## DATA FOR REVIEW
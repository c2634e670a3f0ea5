use egui::{Pos2, Vec2};

fn cross(a: Vec2, b: Vec2) -> f32 {
    a.x * b.y - a.y * b.x
}

/// Twice the signed area; the sign gives the winding
fn signed_area(ring: &[Pos2]) -> f32 {
    ring.iter()
        .zip(ring.iter().cycle().skip(1))
        .map(|(a, b)| a.x * b.y - b.x * a.y)
        .sum()
}

/// Whether `p` lies inside or on the triangle `abc` of the given winding
fn in_triangle(a: Pos2, b: Pos2, c: Pos2, p: Pos2, winding: f32) -> bool {
    cross(b - a, p - a) * winding >= 0.0
        && cross(c - b, p - b) * winding >= 0.0
        && cross(a - c, p - c) * winding >= 0.0
}

/// Ear-clipping triangulation of a simple polygon ring.
///
/// Returns triangle indices into `ring`. A repeated closing vertex is
/// ignored. Self-intersecting rings may come back partially covered.
pub(crate) fn triangulate(ring: &[Pos2]) -> Vec<u32> {
    let ring = match ring {
        [first, rest @ .., last] if first == last && !rest.is_empty() => &ring[..ring.len() - 1],
        _ => ring,
    };
    if ring.len() < 3 {
        return Vec::new();
    }
    let winding = signed_area(ring).signum();
    if winding == 0.0 {
        return Vec::new();
    }

    let mut remaining: Vec<usize> = (0..ring.len()).collect();
    let mut indices = Vec::with_capacity((ring.len() - 2) * 3);
    while remaining.len() > 3 {
        let n = remaining.len();
        let ear = (0..n).find(|&i| {
            let (prev, cur, next) = (remaining[(i + n - 1) % n], remaining[i], remaining[(i + 1) % n]);
            let (a, b, c) = (ring[prev], ring[cur], ring[next]);
            cross(b - a, c - b) * winding > 0.0
                && !remaining
                    .iter()
                    .filter(|&&j| j != prev && j != cur && j != next)
                    .any(|&j| in_triangle(a, b, c, ring[j], winding))
        });
        let Some(i) = ear else {
            break;
        };
        indices.extend([remaining[(i + n - 1) % n], remaining[i], remaining[(i + 1) % n]].map(|v| v as u32));
        remaining.remove(i);
    }
    if remaining.len() == 3 {
        indices.extend(remaining.iter().map(|&v| v as u32));
    }
    indices
}

#[cfg(test)]
mod tests {
    use super::*;

    fn ring(points: &[(f32, f32)]) -> Vec<Pos2> {
        points.iter().map(|&(x, y)| Pos2::new(x, y)).collect()
    }

    fn triangle_area(a: Pos2, b: Pos2, c: Pos2) -> f32 {
        cross(b - a, c - a).abs() / 2.0
    }

    #[test]
    fn concave_ring_does_not_cover_its_notch() {
        // Closed "M"-like ring with a notch cut down from the top edge
        let points = ring(&[(0.0, 0.0), (4.0, 0.0), (4.0, 4.0), (2.0, 1.0), (0.0, 4.0), (0.0, 0.0)]);
        let indices = triangulate(&points);
        assert_eq!(indices.len(), 9);

        let triangles: Vec<[Pos2; 3]> = indices
            .chunks_exact(3)
            .map(|t| [points[t[0] as usize], points[t[1] as usize], points[t[2] as usize]])
            .collect();
        let area: f32 = triangles.iter().map(|[a, b, c]| triangle_area(*a, *b, *c)).sum();
        assert!((area - 10.0).abs() < 1e-4);

        let notch = Pos2::new(2.0, 3.0);
        assert!(!triangles.iter().any(|[a, b, c]| {
            let w = cross(*b - *a, *c - *b).signum();
            in_triangle(*a, *b, *c, notch, w)
        }));
        let inside = Pos2::new(3.0, 2.0);
        assert!(triangles.iter().any(|[a, b, c]| {
            let w = cross(*b - *a, *c - *b).signum();
            in_triangle(*a, *b, *c, inside, w)
        }));
    }

    #[test]
    fn square_is_two_triangles_either_winding() {
        let square = ring(&[(0.0, 0.0), (1.0, 0.0), (1.0, 1.0), (0.0, 1.0)]);
        assert_eq!(triangulate(&square).len(), 6);
        let reversed: Vec<Pos2> = square.iter().rev().copied().collect();
        assert_eq!(triangulate(&reversed).len(), 6);
    }

    #[test]
    fn degenerate_rings_yield_nothing() {
        assert!(triangulate(&ring(&[(0.0, 0.0), (1.0, 1.0), (0.0, 0.0)])).is_empty());
        assert!(triangulate(&ring(&[(0.0, 0.0), (1.0, 0.0), (2.0, 0.0)])).is_empty());
    }
}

## WHAT YOU WILL DO
Scan the records for lines that hold "reversed", and reproduce each one you find.

## RESULT FOR THIS EXERCISE
        let reversed: Vec<Pos2> = square.iter().rev().copied().collect();
        assert_eq!(triangulate(&reversed).len(), 6);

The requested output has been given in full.